## AIM OF THE EXERCISE
If a line in the material below has the string "None", copy it out.
Content starts
//! Core data types for raw sensor samples

use chrono::{DateTime, Utc};
use serde::{Deserialize, Serialize};

/// One raw reading from a sensor history.
///
/// The value arrives as a string (sensors report states such as
/// `"unavailable"`); it is only parsed when the sample is bucketed.
#[derive(Debug, Clone, Serialize, Deserialize, PartialEq)]
pub struct RawSample {
    /// Instant the reading was taken
    #[serde(rename = "last_changed", alias = "last_updated")]
    pub timestamp: DateTime<Utc>,

    /// Unparsed sensor state
    #[serde(rename = "state")]
    pub raw_value: String,
}

impl RawSample {
    pub fn new(timestamp: DateTime<Utc>, raw_value: impl Into<String>) -> Self {
        Self {
            timestamp,
            raw_value: raw_value.into(),
        }
    }

    /// Numeric value of the sample, or `None` when the state is not a number.
    pub fn value(&self) -> Option<f64> {
        self.raw_value
            .trim()
            .parse::<f64>()
            .ok()
            .filter(|v| v.is_finite())
    }
}

/// Hourly long-term statistic for one sensor
#[derive(Debug, Clone, Serialize, Deserialize, PartialEq)]
pub struct StatisticRow {
    /// Start of the hour the row summarises
    pub start: DateTime<Utc>,
    #[serde(default)]
    pub mean: Option<f64>,
    #[serde(default)]
    pub min: Option<f64>,
    #[serde(default)]
    pub max: Option<f64>,
}

impl StatisticRow {
    pub fn value(&self, kind: StatisticType) -> Option<f64> {
        match kind {
            StatisticType::Max => self.max,
            StatisticType::Mean => self.mean,
            StatisticType::Min => self.min,
        }
    }
}

/// Which field of a statistic row stands in for the speed of that hour
#[derive(Debug, Clone, Copy, PartialEq, Eq, Hash, Default, Serialize, Deserialize)]
#[serde(rename_all = "lowercase")]
pub enum StatisticType {
    #[default]
    Max,
    Mean,
    Min,
}

/// Where sample series are read from
#[derive(Debug, Clone, Copy, PartialEq, Eq, Hash, Default, Serialize, Deserialize)]
#[serde(rename_all = "lowercase")]
pub enum DataSource {
    /// Statistics for past periods, history for the current one
    #[default]
    Auto,
    History,
    Statistics,
}
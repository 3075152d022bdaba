//! TTL response cache

use chrono::{DateTime, Utc};
use std::collections::HashMap;
use std::time::{Duration, Instant};

pub const DEFAULT_CACHE_TTL: Duration = Duration::from_secs(5 * 60);

/// Full identity of one provider query
#[derive(Debug, Clone, PartialEq, Eq, Hash)]
pub struct CacheKey {
    /// Source, entity and statistic field, e.g. `statistics:sensor.wind:max`
    pub query: String,
    pub start: DateTime<Utc>,
    pub end: DateTime<Utc>,
    pub offset: i64,
}

#[derive(Debug)]
struct Entry<V> {
    stored: Instant,
    value: V,
}

/// Responses kept for a fixed time; expiry is checked on lookup and insert
#[derive(Debug)]
pub struct ResponseCache<V> {
    ttl: Duration,
    entries: HashMap<CacheKey, Entry<V>>,
}

impl<V: Clone> ResponseCache<V> {
    pub fn new(ttl: Duration) -> Self {
        Self {
            ttl,
            entries: HashMap::new(),
        }
    }

    pub fn ttl(&self) -> Duration {
        self.ttl
    }

    pub fn get(&mut self, key: &CacheKey) -> Option<V> {
        self.get_at(key, Instant::now())
    }

    pub fn insert(&mut self, key: CacheKey, value: V) {
        self.insert_at(key, value, Instant::now());
    }

    /// Lookup as of `now`; an expired entry is evicted
    pub fn get_at(&mut self, key: &CacheKey, now: Instant) -> Option<V> {
        let expired = match self.entries.get(key) {
            Some(entry) if now.saturating_duration_since(entry.stored) < self.ttl => {
                return Some(entry.value.clone())
            }
            Some(_) => true,
            None => false,
        };
        if expired {
            self.entries.remove(key);
        }
        None
    }

    /// Store as of `now`, dropping whatever has expired by then
    pub fn insert_at(&mut self, key: CacheKey, value: V, now: Instant) {
        self.purge_expired(now);
        self.entries.insert(key, Entry { stored: now, value });
    }

    /// Drop every expired entry
    pub fn purge_expired(&mut self, now: Instant) {
        let ttl = self.ttl;
        self.entries
            .retain(|_, entry| now.saturating_duration_since(entry.stored) < ttl);
    }

    pub fn len(&self) -> usize {
        self.entries.len()
    }

    pub fn is_empty(&self) -> bool {
        self.entries.is_empty()
    }

    pub fn clear(&mut self) {
        self.entries.clear();
    }
}

impl<V: Clone> Default for ResponseCache<V> {
    fn default() -> Self {
        Self::new(DEFAULT_CACHE_TTL)
    }
}
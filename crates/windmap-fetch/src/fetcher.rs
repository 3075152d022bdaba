//! Speed/direction series fetching with caching, timeouts and de-duplication

use crate::cache::{CacheKey, ResponseCache, DEFAULT_CACHE_TTL};
use crate::source::{resolve_source, statistics_to_samples, ResolvedSource};
use crate::window::{FetchWindow, ViewOffset};
use crate::{FetchError, FetchResult};
use chrono::{DateTime, Utc};
use std::collections::HashSet;
use std::sync::PoisonError;
use std::time::{Duration, Instant};
use tokio::sync::Mutex;
use tracing::{debug, info, warn};
use windmap_core::{DataSource, RawSample, SampleProvider, StatisticType};

pub const DEFAULT_FETCH_TIMEOUT: Duration = Duration::from_secs(30);

/// What to fetch for one heatmap
#[derive(Debug, Clone, PartialEq, Eq, Hash)]
pub struct SeriesQuery {
    pub speed_entity: String,
    /// `None` when direction display is off
    pub direction_entity: Option<String>,
    pub data_source: DataSource,
    pub statistic_type: StatisticType,
}

/// Both series of one view
#[derive(Debug, Clone, Default, PartialEq)]
pub struct SeriesPair {
    pub speed: Vec<RawSample>,
    pub direction: Vec<RawSample>,
}

#[derive(Debug, Clone, Copy)]
pub struct FetcherOptions {
    pub timeout: Duration,
    pub cache_ttl: Duration,
}

impl Default for FetcherOptions {
    fn default() -> Self {
        Self {
            timeout: DEFAULT_FETCH_TIMEOUT,
            cache_ttl: DEFAULT_CACHE_TTL,
        }
    }
}

/// Identity of one view state: what is shown and where the window sits
#[derive(Debug, Clone, PartialEq, Eq, Hash)]
struct ViewKey {
    query: SeriesQuery,
    offset: i64,
    start: DateTime<Utc>,
    cache_end: DateTime<Utc>,
}

/// Views with a fetch running
#[derive(Debug, Default)]
struct InFlight(std::sync::Mutex<HashSet<ViewKey>>);

impl InFlight {
    fn claim(&self, key: ViewKey) -> Option<InFlightGuard<'_>> {
        let mut views = self.0.lock().unwrap_or_else(PoisonError::into_inner);
        if !views.insert(key.clone()) {
            return None;
        }
        Some(InFlightGuard { set: self, key })
    }

    fn is_empty(&self) -> bool {
        self.0.lock().unwrap_or_else(PoisonError::into_inner).is_empty()
    }
}

/// Releases a view's in-flight slot when its fetch ends, even if it is cancelled
struct InFlightGuard<'a> {
    set: &'a InFlight,
    key: ViewKey,
}

impl Drop for InFlightGuard<'_> {
    fn drop(&mut self) {
        self.set
            .0
            .lock()
            .unwrap_or_else(PoisonError::into_inner)
            .remove(&self.key);
    }
}

/// Fetches heatmap series from a provider
pub struct HeatmapFetcher<P> {
    provider: P,
    timeout: Duration,
    cache: Mutex<ResponseCache<Vec<RawSample>>>,
    in_flight: InFlight,
}

impl<P: SampleProvider> HeatmapFetcher<P> {
    pub fn new(provider: P) -> Self {
        Self::with_options(provider, FetcherOptions::default())
    }

    pub fn with_options(provider: P, options: FetcherOptions) -> Self {
        Self {
            provider,
            timeout: options.timeout,
            cache: Mutex::new(ResponseCache::new(options.cache_ttl)),
            in_flight: InFlight::default(),
        }
    }

    pub fn provider(&self) -> &P {
        &self.provider
    }

    /// Whether any view is being fetched
    pub fn is_fetching(&self) -> bool {
        !self.in_flight.is_empty()
    }

    pub async fn cached_responses(&self) -> usize {
        self.cache.lock().await.len()
    }

    /// Drop all cached responses, e.g. after new samples arrive
    pub async fn invalidate(&self) {
        self.cache.lock().await.clear();
    }

    /// Fetch both series for a window.
    ///
    /// Only one fetch runs per view state; a concurrent call for the same
    /// view fails with [`FetchError::InFlight`] without reaching the
    /// provider. Different views fetch independently.
    pub async fn fetch(
        &self,
        query: &SeriesQuery,
        window: &FetchWindow,
        offset: ViewOffset,
    ) -> FetchResult<SeriesPair> {
        let view = ViewKey {
            query: query.clone(),
            offset: offset.days(),
            start: window.start,
            cache_end: window.cache_end,
        };
        let Some(_guard) = self.in_flight.claim(view) else {
            warn!(
                entity = %query.speed_entity,
                offset = offset.days(),
                "fetch for this view already in progress, skipping"
            );
            return Err(FetchError::InFlight);
        };

        let started = Instant::now();
        let source = resolve_source(query.data_source, offset);
        info!(
            entity = %query.speed_entity,
            direction_entity = ?query.direction_entity,
            %source,
            offset = offset.days(),
            start = %window.start,
            end = %window.end,
            "fetching heatmap series"
        );

        let speed = self.fetch_series(
            &query.speed_entity,
            source,
            query.statistic_type,
            window,
            offset,
        );
        let direction = async {
            match &query.direction_entity {
                Some(entity) => {
                    self.fetch_series(entity, source, StatisticType::Mean, window, offset)
                        .await
                }
                None => Ok(Vec::new()),
            }
        };
        let (speed, direction) = tokio::join!(speed, direction);
        let pair = SeriesPair {
            speed: speed?,
            direction: direction?,
        };

        info!(
            speed_samples = pair.speed.len(),
            direction_samples = pair.direction.len(),
            elapsed_ms = started.elapsed().as_millis() as u64,
            "fetched heatmap series"
        );
        Ok(pair)
    }

    async fn fetch_series(
        &self,
        entity: &str,
        source: ResolvedSource,
        kind: StatisticType,
        window: &FetchWindow,
        offset: ViewOffset,
    ) -> FetchResult<Vec<RawSample>> {
        let query = match source {
            ResolvedSource::History => format!("{source}:{entity}"),
            ResolvedSource::Statistics => format!("{source}:{entity}:{kind:?}"),
        };
        let key = CacheKey {
            query,
            start: window.start,
            end: window.cache_end,
            offset: offset.days(),
        };

        if let Some(hit) = self.cache.lock().await.get(&key) {
            debug!(query = %key.query, "cache hit");
            return Ok(hit);
        }

        let samples = match source {
            ResolvedSource::History => {
                self.bounded(self.provider.history(entity, window.start, window.end))
                    .await?
            }
            ResolvedSource::Statistics => {
                let rows = self
                    .bounded(self.provider.statistics(entity, window.start, window.end))
                    .await?;
                statistics_to_samples(&rows, kind)
            }
        };

        self.cache.lock().await.insert(key, samples.clone());
        Ok(samples)
    }

    async fn bounded<T>(
        &self,
        call: impl std::future::Future<Output = anyhow::Result<T>>,
    ) -> FetchResult<T> {
        match tokio::time::timeout(self.timeout, call).await {
            Ok(result) => result.map_err(FetchError::Provider),
            Err(_) => Err(FetchError::Timeout(self.timeout)),
        }
    }
}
Content ends
## SOLUTION TO THIS TASK
    /// Numeric value of the sample, or `None` when the state is not a number.
            None => false,
        None
    /// `None` when direction display is off
            return None;
                None => Ok(Vec::new()),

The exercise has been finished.